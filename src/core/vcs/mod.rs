pub mod system_git;

pub use system_git::SystemGit;
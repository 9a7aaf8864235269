//! Core building blocks shared by the release stages
//!
//! - **config**: optional release.toml parsing and validation
//! - **context**: workspace data loaded once at startup
//! - **error**: error types with contextual help messages
//! - **exec**: command specs, runners and the dry-run aware executor
//! - **vcs**: git operations (SystemGit)

pub mod config;
pub mod context;
pub mod error;
pub mod exec;
pub mod vcs;
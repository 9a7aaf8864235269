//! Release command implementation
//!
//! Builds the workspace context, checks git, then hands off to the release
//! workflow with the terminal prompter and the process runner.

use crate::core::context::WorkspaceContext;
use crate::core::error::ReleaseResult;
use crate::core::exec::{Executor, RunMode, SystemRunner};
use crate::core::vcs::SystemGit;
use crate::release::prompt::TerminalPrompter;
use crate::release::publish::ManualPublisher;
use crate::release::version::parse_pre_id;
use crate::release::{ReleaseOptions, ReleaseOutcome, ReleaseWorkflow};
use crate::ui::Console;
use std::env;

/// Run a release from the current directory
pub fn run_release(version: Option<String>, dry: bool, pre_id: Option<String>, yes: bool) -> ReleaseResult<()> {
  let workspace_root = env::current_dir()?;

  // Reject a bad --preId before anything else happens
  let pre_id = pre_id.as_deref().map(parse_pre_id).transpose()?;

  let ctx = WorkspaceContext::build(&workspace_root)?;
  let git = SystemGit::open(&ctx.root)?;

  let console = Console::stdout();
  let mode = RunMode::from_dry_flag(dry);

  println!(
    "📦 {} at {} ({} internal package(s), git root {})",
    ctx.scope,
    ctx.current_version,
    ctx.packages.len(),
    git.work_tree().display()
  );
  if ctx.packages.is_empty() {
    println!(
      "⚠️  No internal packages under {}, only the root manifest will be bumped",
      ctx.config.packages_dir.display()
    );
  }
  if mode.is_dry_run() {
    println!("🔍 Dry-run mode (mutating commands are printed, not run)");
  }
  println!();

  let runner = SystemRunner::new(&ctx.root);
  let exec = Executor::new(mode, &runner, &console);
  let prompter = TerminalPrompter::new(yes);

  let workflow = ReleaseWorkflow {
    ctx: &ctx,
    exec: &exec,
    prompter: &prompter,
    publisher: &ManualPublisher,
    console: &console,
  };

  let options = ReleaseOptions { version, pre_id };
  match workflow.run(&options)? {
    ReleaseOutcome::Released(version) if !mode.is_dry_run() => {
      println!();
      println!("✅ Released {}", ctx.tag_for(&version));
    }
    ReleaseOutcome::Released(_) | ReleaseOutcome::Declined => {}
  }

  Ok(())
}
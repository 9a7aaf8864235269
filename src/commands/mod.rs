//! CLI commands for mini-release
//!
//! - **release**: resolve a version, bump manifests, build, changelog,
//!   commit, tag and push

pub mod release;

pub use release::run_release;
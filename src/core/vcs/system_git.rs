//! System git backend
//!
//! Release git operations are expressed as [`CommandSpec`]s so the executor can
//! run them or print them under dry-run. Only the repository preflight spawns
//! git directly.

use crate::core::error::{GitError, ReleaseError, ReleaseResult};
use crate::core::exec::CommandSpec;
use std::path::{Path, PathBuf};
use std::process::Command;

/// Git backend using system git (zero crate dependencies)
pub struct SystemGit {
  /// Working tree root
  pub(crate) work_tree: PathBuf,
}

impl SystemGit {
  /// Open a git repository
  ///
  /// This performs ONE subprocess call to check the repository exists.
  pub fn open(path: &Path) -> ReleaseResult<Self> {
    let output = Command::new("git")
      .arg("-C")
      .arg(path)
      .args(["rev-parse", "--show-toplevel"])
      .output()
      .map_err(|e| {
        ReleaseError::Git(GitError::Unavailable {
          reason: e.to_string(),
        })
      })?;

    if !output.status.success() {
      let stderr = String::from_utf8_lossy(&output.stderr);
      if stderr.contains("not a git repository") {
        return Err(ReleaseError::Git(GitError::RepoNotFound {
          path: path.to_path_buf(),
        }));
      }
      return Err(ReleaseError::with_help(
        format!("Failed to open git repository: {}", stderr.trim()),
        "Run mini-release from inside the monorepo's git checkout.",
      ));
    }

    let stdout = String::from_utf8_lossy(&output.stdout);
    Ok(Self {
      work_tree: PathBuf::from(stdout.trim()),
    })
  }

  pub fn work_tree(&self) -> &Path {
    &self.work_tree
  }

  /// `git diff` - unstaged changes to tracked files
  pub fn diff() -> CommandSpec {
    CommandSpec::new("git", ["diff"])
  }

  /// `git add -A`
  pub fn add_all() -> CommandSpec {
    CommandSpec::new("git", ["add", "-A"])
  }

  pub fn commit(message: &str) -> CommandSpec {
    CommandSpec::new("git", ["commit", "-m", message])
  }

  /// Lightweight tag at HEAD
  pub fn tag(name: &str) -> CommandSpec {
    CommandSpec::new("git", ["tag", name])
  }

  pub fn push_tag(remote: &str, tag: &str) -> CommandSpec {
    CommandSpec::new("git", ["push".to_string(), remote.to_string(), format!("refs/tags/{}", tag)])
  }

  /// Push the current branch to its upstream
  pub fn push() -> CommandSpec {
    CommandSpec::new("git", ["push"])
  }
}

### EXERCISE INSTRUCTIONS
Give back exactly the lines above starting at the line where "the release stages" appears and ending at the line where "dry-run aware executor" appears, both included, with no other lines.

### OUTPUT FOR THIS TASK
//! Core building blocks shared by the release stages
//!
//! - **config**: optional release.toml parsing and validation
//! - **context**: workspace data loaded once at startup
//! - **error**: error types with contextual help messages
//! - **exec**: command specs, runners and the dry-run aware executor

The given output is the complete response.